Sam Jackson buys the farm much like he does in Deep Blue Sea, swiftly and unexpected, at least for him. I’m starting to believe Hollywood is looking at us the same way. Here we stand, full of confidence, about to witness triumph in whatever form it may appear. Then it becomes like the lead up to the first ever screening of the Phantom Menace. The audience was cheering, poised, ready for the planets to align in complete and utter harmony. The Fox logo. The Lucasfilm logo. A long time ago, in a galaxy far far away. Star Wars. If you watch the documentary The People Vs. George Lucas, one interviewees describes this as perhaps one the greatest moments in cinema history, then, then the film started.

I think it is a frequent occurrence today. There is so much pomp and pageantry surrounding these tent-pole movies that more often than not bad, because to achieve the same level as the hype generated is near impossible. Mind you, there are a few that defy this convention but they are few and far between.

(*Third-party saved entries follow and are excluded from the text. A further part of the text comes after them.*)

//! Storage locations for the dealer's data files.

use std::path::{Path, PathBuf};

/// Default inventory file, relative to the working directory
pub const DEFAULT_INVENTORY_FILE: &str = "cars.json";

/// Default sales history file, relative to the working directory
pub const DEFAULT_SALES_FILE: &str = "sales.json";

/// Where the inventory and the sales history are persisted.
#[derive(Debug, Clone, PartialEq, Eq)]
pub struct DealerConfig {
    pub inventory_path: PathBuf,
    pub sales_path: PathBuf,
}

impl DealerConfig {
    pub fn with_paths(inventory_path: impl Into<PathBuf>, sales_path: impl Into<PathBuf>) -> Self {
        Self {
            inventory_path: inventory_path.into(),
            sales_path: sales_path.into(),
        }
    }

    /// Both files placed inside `dir` under their default names.
    pub fn in_dir(dir: impl AsRef<Path>) -> Self {
        let dir = dir.as_ref();
        Self::with_paths(dir.join(DEFAULT_INVENTORY_FILE), dir.join(DEFAULT_SALES_FILE))
    }
}

impl Default for DealerConfig {
    fn default() -> Self {
        Self::with_paths(DEFAULT_INVENTORY_FILE, DEFAULT_SALES_FILE)
    }
}

#[cfg(test)]
mod tests {
    use super::*;

    #[test]
    fn test_default_paths() {
        let config = DealerConfig::default();
        assert_eq!(config.inventory_path, PathBuf::from("cars.json"));
        assert_eq!(config.sales_path, PathBuf::from("sales.json"));
    }

    #[test]
    fn test_in_dir() {
        let config = DealerConfig::in_dir("/var/lib/dealer");
        assert_eq!(config.inventory_path, PathBuf::from("/var/lib/dealer/cars.json"));
        assert_eq!(config.sales_path, PathBuf::from("/var/lib/dealer/sales.json"));
    }
}
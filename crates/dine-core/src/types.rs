//! # Domain Types
//!
//! Core domain types used throughout the bill estimator.
//!
//! ## Type Overview
//! ```text
//! ┌─────────────────────────────────────────────────────────────────────────┐
//! │                         Domain Types                                    │
//! │                                                                         │
//! │  ┌─────────────────┐   ┌─────────────────┐                              │
//! │  │    LineItem     │   │   Percentage    │                              │
//! │  │  ─────────────  │   │  ─────────────  │                              │
//! │  │  id             │   │  Decimal        │                              │
//! │  │  name           │   │  8.25 = 8.25%   │                              │
//! │  │  price_cents    │   │  (tax and tip)  │                              │
//! │  │  category       │   └─────────────────┘                              │
//! │  └─────────────────┘                                                    │
//! └─────────────────────────────────────────────────────────────────────────┘
//! ```

use rust_decimal::prelude::FromPrimitive;
use rust_decimal::Decimal;
use serde::{Deserialize, Serialize};
use std::fmt;
use std::str::FromStr;
use ts_rs::TS;
use uuid::Uuid;

use crate::error::{CoreError, CoreResult};
use crate::money::Money;

// =============================================================================
// Percentage
// =============================================================================

/// An exact percentage used for tax and tip rates.
///
/// ## Why Decimal Instead of Basis Points?
/// Jurisdiction rates have two decimals (8.31%), but a custom tip typed by
/// a diner can be anything (17.5%, 33.333%). A base-10 decimal holds both
/// exactly and keeps `subtotal * rate / 100` free of float drift.
#[derive(Debug, Clone, Copy, Default, PartialEq, Eq, PartialOrd, Ord, Hash, Serialize, Deserialize)]
#[serde(transparent)]
pub struct Percentage(Decimal);

impl Percentage {
    /// Zero percent.
    pub const ZERO: Percentage = Percentage(Decimal::ZERO);

    /// One hundred percent.
    pub const HUNDRED: Percentage = Percentage(Decimal::ONE_HUNDRED);

    /// Creates a percentage from basis points (825 = 8.25%).
    #[inline]
    pub fn from_bps(bps: u32) -> Self {
        Percentage(Decimal::new(i64::from(bps), 2))
    }

    /// Creates a whole-number percentage (20 = 20%).
    #[inline]
    pub fn whole(pct: u32) -> Self {
        Percentage(Decimal::from(pct))
    }

    /// Wraps an exact decimal percentage.
    #[inline]
    pub const fn from_decimal(pct: Decimal) -> Self {
        Percentage(pct)
    }

    /// Converts a float from a numeric input field.
    ///
    /// The value is rounded to 4 decimal places so that `8.25_f64`
    /// becomes exactly 8.25 rather than its binary approximation.
    ///
    /// ## Errors
    /// `CoreError::InvalidPercentage` for NaN or infinite input.
    pub fn from_f64(pct: f64) -> CoreResult<Self> {
        Decimal::from_f64(pct)
            .map(|d| Percentage(d.round_dp(4).normalize()))
            .ok_or_else(|| CoreError::InvalidPercentage {
                input: pct.to_string(),
                reason: "not a finite number".to_string(),
            })
    }

    /// Returns the underlying decimal value (8.25 for 8.25%).
    #[inline]
    pub const fn value(&self) -> Decimal {
        self.0
    }

    /// Checks if the rate is zero.
    #[inline]
    pub fn is_zero(&self) -> bool {
        self.0.is_zero()
    }

    /// Applies the percentage to an amount: `amount * pct / 100`, exactly.
    ///
    /// Never panics. When the exact product is out of `Decimal` range the
    /// result saturates at `Decimal::MAX` or `Decimal::MIN`.
    ///
    /// ## Example
    /// ```rust
    /// use dine_core::types::Percentage;
    /// use rust_decimal::Decimal;
    ///
    /// let austin = Percentage::from_bps(825);
    /// let tax = austin.apply_to(Decimal::new(35, 0));
    /// assert_eq!(tax, Decimal::new(28875, 4)); // 2.8875
    /// ```
    pub fn apply_to(&self, amount: Decimal) -> Decimal {
        amount
            .checked_mul(self.0)
            .and_then(|product| product.checked_div(Decimal::ONE_HUNDRED))
            // Scaling the rate first keeps large rates representable.
            .or_else(|| self.0.checked_div(Decimal::ONE_HUNDRED)?.checked_mul(amount))
            .unwrap_or_else(|| amount.saturating_mul(self.0))
    }
}

impl fmt::Display for Percentage {
    fn fmt(&self, f: &mut fmt::Formatter<'_>) -> fmt::Result {
        write!(f, "{}%", self.0.normalize())
    }
}

/// Parses "8.25", "8.25%" or " 20 % " from a text field.
impl FromStr for Percentage {
    type Err = CoreError;

    fn from_str(s: &str) -> Result<Self, Self::Err> {
        let trimmed = s.trim();
        let number = trimmed.strip_suffix('%').unwrap_or(trimmed).trim();

        Decimal::from_str(number)
            .map(|d| Percentage(d.normalize()))
            .map_err(|e| CoreError::InvalidPercentage {
                input: s.to_string(),
                reason: e.to_string(),
            })
    }
}

// =============================================================================
// Line Item
// =============================================================================

/// One ordered menu item.
///
/// Owned by the caller; the calculator only reads it. The estimation result
/// carries its own copy so it stays a self-contained value.
#[derive(Debug, Clone, PartialEq, Eq, Serialize, Deserialize, TS)]
#[ts(export)]
pub struct LineItem {
    /// Identifier, unique within one bill.
    pub id: String,

    /// Menu name shown in the breakdown.
    pub name: String,

    /// Price in cents (smallest currency unit).
    pub price_cents: i64,

    /// Menu category ("Mains", "Drinks", ...).
    pub category: String,
}

impl LineItem {
    /// Creates a line item with a freshly generated id (UUID v4).
    pub fn new(name: impl Into<String>, price: Money, category: impl Into<String>) -> Self {
        LineItem {
            id: Uuid::new_v4().to_string(),
            name: name.into(),
            price_cents: price.cents(),
            category: category.into(),
        }
    }

    /// Creates a line item with a caller-supplied id (e.g. the menu item id).
    pub fn with_id(
        id: impl Into<String>,
        name: impl Into<String>,
        price: Money,
        category: impl Into<String>,
    ) -> Self {
        LineItem {
            id: id.into(),
            name: name.into(),
            price_cents: price.cents(),
            category: category.into(),
        }
    }

    /// Returns the price as a Money type.
    #[inline]
    pub fn price(&self) -> Money {
        Money::from_cents(self.price_cents)
    }
}

// =============================================================================
// Unit Tests
// =============================================================================
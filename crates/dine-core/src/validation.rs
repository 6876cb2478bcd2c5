//! # Validation Module
//!
//! Boundary checks for input coming from the dining UI.
//!
//! ## Where Validation Happens
//! ```text
//! ┌─────────────────────────────────────────────────────────────────────────┐
//! │                      Validation Layers                                  │
//! │                                                                         │
//! │  Layer 1: UI forms                                                     │
//! │  └── min/max hints on numeric inputs (tax 0-15, tip 0-50)              │
//! │           │                                                             │
//! │           ▼                                                             │
//! │  Layer 2: dine-session                                                 │
//! │  └── THIS MODULE: reject malformed items, warn on odd rates            │
//! │           │                                                             │
//! │           ▼                                                             │
//! │  Layer 3: estimate::compute                                            │
//! │  └── No validation. Degenerate values use fallbacks, never errors.     │
//! └─────────────────────────────────────────────────────────────────────────┘
//! ```

use std::collections::HashSet;

use crate::error::ValidationError;
use crate::types::{LineItem, Percentage};
use crate::{
    MAX_BILL_ITEMS, MAX_ITEM_PRICE_CENTS, MAX_LOCATION_LENGTH, MAX_PARTY_SIZE, MAX_TIP_HINT,
};

/// Result type for validation operations.
pub type ValidationResult<T> = Result<T, ValidationError>;

// =============================================================================
// Line Items
// =============================================================================

/// Validates a single line item.
///
/// ## Rules
/// - `id` and `name` must not be blank
/// - Price must be between zero (a comped dish) and `MAX_ITEM_PRICE_CENTS`
pub fn validate_line_item(item: &LineItem) -> ValidationResult<()> {
    if item.id.trim().is_empty() {
        return Err(ValidationError::Required {
            field: "item id".to_string(),
        });
    }

    if item.name.trim().is_empty() {
        return Err(ValidationError::Required {
            field: "item name".to_string(),
        });
    }

    validate_price_cents(item.price_cents)
}

/// Validates a whole order.
///
/// ## Rules
/// - Every item passes `validate_line_item`
/// - Ids are unique within the bill
/// - At most `MAX_BILL_ITEMS` items
///
/// An empty list is valid; it simply produces no estimation.
pub fn validate_line_items(items: &[LineItem]) -> ValidationResult<()> {
    if items.len() > MAX_BILL_ITEMS {
        return Err(ValidationError::OutOfRange {
            field: "line items".to_string(),
            min: 0,
            max: MAX_BILL_ITEMS as i64,
        });
    }

    let mut seen = HashSet::with_capacity(items.len());
    for item in items {
        validate_line_item(item)?;

        if !seen.insert(item.id.as_str()) {
            return Err(ValidationError::Duplicate {
                field: "item id".to_string(),
                value: item.id.clone(),
            });
        }
    }

    Ok(())
}

/// Validates a price in cents.
///
/// The ceiling keeps a full bill (`MAX_BILL_ITEMS` at the ceiling) far
/// inside the i64 range.
///
/// ## Example
/// ```rust
/// use dine_core::validation::validate_price_cents;
///
/// assert!(validate_price_cents(1099).is_ok());     // $10.99
/// assert!(validate_price_cents(0).is_ok());        // Comped
/// assert!(validate_price_cents(-100).is_err());    // Invalid
/// assert!(validate_price_cents(i64::MAX).is_err()); // Not a dish
/// ```
pub fn validate_price_cents(cents: i64) -> ValidationResult<()> {
    if !(0..=MAX_ITEM_PRICE_CENTS).contains(&cents) {
        return Err(ValidationError::OutOfRange {
            field: "price".to_string(),
            min: 0,
            max: MAX_ITEM_PRICE_CENTS,
        });
    }

    Ok(())
}

// =============================================================================
// Numeric Inputs
// =============================================================================

/// Validates a party size against the reservation form's range.
///
/// The calculator itself tolerates any value (≤ 0 divides by 1); this is
/// for callers that want to flag it.
pub fn validate_party_size(party_size: i64) -> ValidationResult<()> {
    if party_size <= 0 {
        return Err(ValidationError::MustBePositive {
            field: "party size".to_string(),
        });
    }

    if party_size > MAX_PARTY_SIZE {
        return Err(ValidationError::OutOfRange {
            field: "party size".to_string(),
            min: 1,
            max: MAX_PARTY_SIZE,
        });
    }

    Ok(())
}

/// Validates a tax rate: 0% to 100%.
pub fn validate_tax_rate(rate: Percentage) -> ValidationResult<()> {
    if rate < Percentage::ZERO || rate > Percentage::HUNDRED {
        return Err(ValidationError::OutOfRange {
            field: "tax rate".to_string(),
            min: 0,
            max: 100,
        });
    }

    Ok(())
}

/// Checks a tip against the practical 0-50% range offered by the UI.
///
/// Advisory only: the tip policy accepts values outside this range.
pub fn validate_tip_percentage(pct: Percentage) -> ValidationResult<()> {
    if pct < Percentage::ZERO || pct > Percentage::whole(MAX_TIP_HINT) {
        return Err(ValidationError::OutOfRange {
            field: "tip percentage".to_string(),
            min: 0,
            max: i64::from(MAX_TIP_HINT),
        });
    }

    Ok(())
}

// =============================================================================
// Text Inputs
// =============================================================================

/// Validates the restaurant location text.
///
/// Empty is allowed (resolves to the default rate).
pub fn validate_location(location: &str) -> ValidationResult<()> {
    if location.chars().count() > MAX_LOCATION_LENGTH {
        return Err(ValidationError::TooLong {
            field: "location".to_string(),
            max: MAX_LOCATION_LENGTH,
        });
    }

    Ok(())
}

// =============================================================================
// Unit Tests
// =============================================================================

#[cfg(test)]
mod tests {
    use super::*;
    use crate::money::Money;

    fn item(id: &str, cents: i64) -> LineItem {
        LineItem::with_id(id, format!("Dish {}", id), Money::from_cents(cents), "Mains")
    }

    #[test]
    fn test_validate_line_item() {
        assert!(validate_line_item(&item("a", 1200)).is_ok());
        assert!(validate_line_item(&item("a", 0)).is_ok());
        assert!(validate_line_item(&item("", 1200)).is_err());
        assert!(validate_line_item(&item("a", -1)).is_err());

        let mut nameless = item("b", 100);
        nameless.name = "   ".to_string();
        assert!(matches!(
            validate_line_item(&nameless),
            Err(ValidationError::Required { .. })
        ));
    }

    #[test]
    fn test_validate_line_items_rejects_duplicate_ids() {
        assert!(validate_line_items(&[]).is_ok());
        assert!(validate_line_items(&[item("a", 100), item("b", 200)]).is_ok());

        let err = validate_line_items(&[item("a", 100), item("a", 200)]).unwrap_err();
        assert!(matches!(err, ValidationError::Duplicate { ref value, .. } if value == "a"));
    }

    #[test]
    fn test_validate_line_items_limit() {
        let items: Vec<LineItem> = (0..=MAX_BILL_ITEMS)
            .map(|i| item(&i.to_string(), 100))
            .collect();
        assert!(validate_line_items(&items).is_err());
        assert!(validate_line_items(&items[..MAX_BILL_ITEMS]).is_ok());
    }

    #[test]
    fn test_validate_price_ceiling() {
        assert!(validate_price_cents(MAX_ITEM_PRICE_CENTS).is_ok());
        assert!(matches!(
            validate_price_cents(MAX_ITEM_PRICE_CENTS + 1),
            Err(ValidationError::OutOfRange { max: MAX_ITEM_PRICE_CENTS, .. })
        ));

        let half = i64::MAX / 2 + 1;
        assert!(validate_line_items(&[item("a", half), item("b", half)]).is_err());

        let full_bill: Vec<LineItem> = (0..MAX_BILL_ITEMS)
            .map(|i| item(&i.to_string(), MAX_ITEM_PRICE_CENTS))
            .collect();
        assert!(validate_line_items(&full_bill).is_ok());
        let total = (MAX_BILL_ITEMS as i64).checked_mul(MAX_ITEM_PRICE_CENTS);
        assert!(total.is_some());
    }

    #[test]
    fn test_validate_party_size() {
        assert!(validate_party_size(1).is_ok());
        assert!(validate_party_size(MAX_PARTY_SIZE).is_ok());
        assert!(validate_party_size(0).is_err());
        assert!(validate_party_size(-3).is_err());
        assert!(validate_party_size(MAX_PARTY_SIZE + 1).is_err());
    }

    #[test]
    fn test_validate_tax_rate() {
        assert!(validate_tax_rate(Percentage::ZERO).is_ok());
        assert!(validate_tax_rate(Percentage::from_bps(1025)).is_ok());
        assert!(validate_tax_rate(Percentage::HUNDRED).is_ok());
        assert!(validate_tax_rate(Percentage::from_bps(10001)).is_err());
        assert!(validate_tax_rate("-1".parse().unwrap()).is_err());
    }

    #[test]
    fn test_validate_tip_percentage_hint_range() {
        assert!(validate_tip_percentage(Percentage::whole(18)).is_ok());
        assert!(validate_tip_percentage(Percentage::whole(50)).is_ok());
        assert!(validate_tip_percentage(Percentage::whole(51)).is_err());
        assert!(validate_tip_percentage("-0.5".parse().unwrap()).is_err());
    }

    #[test]
    fn test_validate_location() {
        assert!(validate_location("").is_ok());
        assert!(validate_location("Seattle, WA").is_ok());
        assert!(validate_location(&"x".repeat(MAX_LOCATION_LENGTH + 1)).is_err());
    }
}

So my favorite Kong is still the one I grew up with, the John Guillermin 1976 version.

People tell me they hate that one too. But to each his own. Kong will most likely be back in a decade after this lot. He’ll be half the size of the planet, ripped and ready to rumble against the Independence Day giant aliens when they decide to return to the best place in the universe, Planet Earth: home and the re-imagination of the adaptation of the sequel of the remake.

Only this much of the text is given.